The unit of observation is a person. The variables are:
hrwage
: hourly wageeduc
: education levelfemale
: 1 if female, 0 if not-
fulltimely
: 1 if worked full time, 0 if not -
Load the March CPS data, 'CPS_March_2016.csv'. Note: the missing values are '.'
cps = pd.read_csv('CPS_March_2016.csv', na_values = '.')
cps.head(20)
hrwage | educ | female | fulltimely | |
---|---|---|---|---|
0 | 20.961538 | Some college | 0 | 1.0 |
1 | 20.192308 | HS diploma/GED | 1 | 1.0 |
2 | 6.410256 | Some college | 0 | 0.0 |
3 | NaN | Less than HS | 0 | NaN |
4 | NaN | Some college | 0 | NaN |
5 | NaN | HS diploma/GED | 1 | NaN |
6 | 14.285714 | HS diploma/GED | 1 | 1.0 |
7 | 0.000000 | Some college | 0 | 0.0 |
8 | NaN | HS diploma/GED | 1 | NaN |
9 | NaN | College degree | 0 | NaN |
10 | 18.269230 | Some college | 1 | 1.0 |
11 | NaN | HS diploma/GED | 1 | NaN |
12 | 59.523810 | Graduate degree | 0 | 1.0 |
13 | 18.367348 | College degree | 1 | 1.0 |
14 | 8.653846 | HS diploma/GED | 0 | 1.0 |
15 | 59.136210 | Graduate degree | 0 | 1.0 |
16 | NaN | College degree | 1 | NaN |
17 | NaN | Less than HS | 1 | NaN |
18 | NaN | Less than HS | 0 | NaN |
19 | NaN | NaN | 1 | NaN |
- Keep only those with
fulltimely == 1
- Keep only those with
5 <= hrwage <= 200
# Keep individuals who worked full time last year.
cps = cps[ cps['fulltimely'] == 1 ]
# Keep individuals with wages between $5 and $200.
cps = cps[cps['hrwage'] <= 200]
cps = cps[cps['hrwage'] >= 5]
# or
# cps = cps[ (cps['hrwage']<=200) & (cps['hrwage']>=5) & (cps['fulltimely'] == 1) ]
cps.sample(10)
hrwage | educ | female | fulltimely | |
---|---|---|---|---|
89952 | 9.134615 | HS diploma/GED | 1 | 1.0 |
21297 | 24.038462 | College degree | 0 | 1.0 |
82617 | 15.277778 | HS diploma/GED | 1 | 1.0 |
163386 | 157.342650 | Graduate degree | 0 | 1.0 |
8982 | 21.634615 | College degree | 1 | 1.0 |
50099 | 35.096153 | College degree | 1 | 1.0 |
131172 | 7.912088 | Some college | 0 | 1.0 |
94329 | 16.483517 | HS diploma/GED | 0 | 1.0 |
104462 | 18.750000 | HS diploma/GED | 0 | 1.0 |
10993 | 10.989011 | HS diploma/GED | 1 | 1.0 |
- Set the index to 'female' and 'educ', in that order.
- Sort the index.
cps.set_index(['female', 'educ'], inplace=True)

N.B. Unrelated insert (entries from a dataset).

//! # normcache
//!
//! The main binary for the normcache engine.
//!
//! ## Architecture
//!
//! ```text
//! ┌───────────────────────────────────────────────┐
//! │           apps/normcache (THE BINARY)         │
//! │                                               │
//! │  ┌─────────────┐  ┌──────────┐  ┌──────────┐  │
//! │  │    CLI      │  │  config  │  │  replay  │  │
//! │  │   (clap)    │  │  (toml)  │  │  script  │  │
//! │  └──────┬──────┘  └────┬─────┘  └────┬─────┘  │
//! │         └──────────────┼─────────────┘        │
//! │                        ▼                      │
//! │               ┌────────────────┐              │
//! │               │ normcache-core │              │
//! │               │  (THE LOGIC)   │              │
//! │               └────────────────┘              │
//! └───────────────────────────────────────────────┘
//! ```
//!
//! ## Usage
//!
//! ```bash
//! normcache replay steps.json --dump
//! normcache --schema schema.json schema
//! normcache key '{"__typename":"Todo","id":1}'
//! ```

use clap::Parser;
use normcache::cli::{self, Cli};
use normcache::config::AppConfig;
use normcache::logging;

// =============================================================================
// APPLICATION ENTRY POINT
// =============================================================================

fn main() {
    let cli = Cli::parse();

    // Logging depends on the config file, so config errors are printed raw.
    let config = match AppConfig::load(cli.config.as_deref()) {
        Ok(config) => config.with_schema_override(cli.schema.clone()),
        Err(e) => {
            eprintln!("Error: {}", e);
            std::process::exit(1);
        }
    };

    logging::init(config.log_format, config.log_filter.as_deref(), cli.verbose);

    if let Err(e) = cli::execute(cli, &config) {
        tracing::error!("Error: {}", e);
        std::process::exit(1);
    }
}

cps.sort_index(axis=0, inplace = True)
cps.sample(10)
hrwage | fulltimely | ||
---|---|---|---|
female | educ | ||
1 | HS diploma/GED | 6.119951 | 1.0 |
0 | College degree | 18.269230 | 1.0 |
1 | Less than HS | 17.482517 | 1.0 |
0 | Some college | 16.071428 | 1.0 |
Some college | 14.423077 | 1.0 | |
Less than HS | 5.388889 | 1.0 | |
Some college | 34.155000 | 1.0 | |
1 | Graduate degree | 28.846153 | 1.0 |
0 | HS diploma/GED | 14.102564 | 1.0 |
HS diploma/GED | 6.410256 | 1.0 |
- Report the average wage for males and females.
# Using xs()
avg_wage_f = cps.xs(1, level='female')['hrwage'].mean()
avg_wage_m = cps.xs(0, level='female')['hrwage'].mean()
print('Average wage of females is ${0:.2f} and males is ${1:.2f}.'.format(avg_wage_f, avg_wage_m) )
Average wage of females is $22.75 and males is $28.31.
# We can partial index using .loc[] ONLY on the outermost index. We can always use .xs().
avg_wage_f = cps.loc[1, 'hrwage'].mean() # Looking for 1 in the outermost index
avg_wage_m = cps.loc[0, 'hrwage'].mean() # Looking for 0 in the outermost index
print('Average wage of females is ${0:.2f} and males is ${1:.2f}.'.format(avg_wage_f, avg_wage_m) )
Average wage of females is $22.75 and males is $28.31.
- Report the average wage for
HS diploma/GED
and forCollege degree
, regardless of gender.
# We cannot use the .loc[] approach here because 'educ' is not the outermost index.
avg_wage_hs = cps.xs('HS diploma/GED', level='educ')['hrwage'].mean()
avg_wage_cd = cps.xs('College degree', level='educ')['hrwage'].mean()
print('Average wage of high school is ${0:.2f} and college is ${1:.2f}.'.format(avg_wage_hs, avg_wage_cd) )
Average wage of high school is $19.11 and college is $31.96.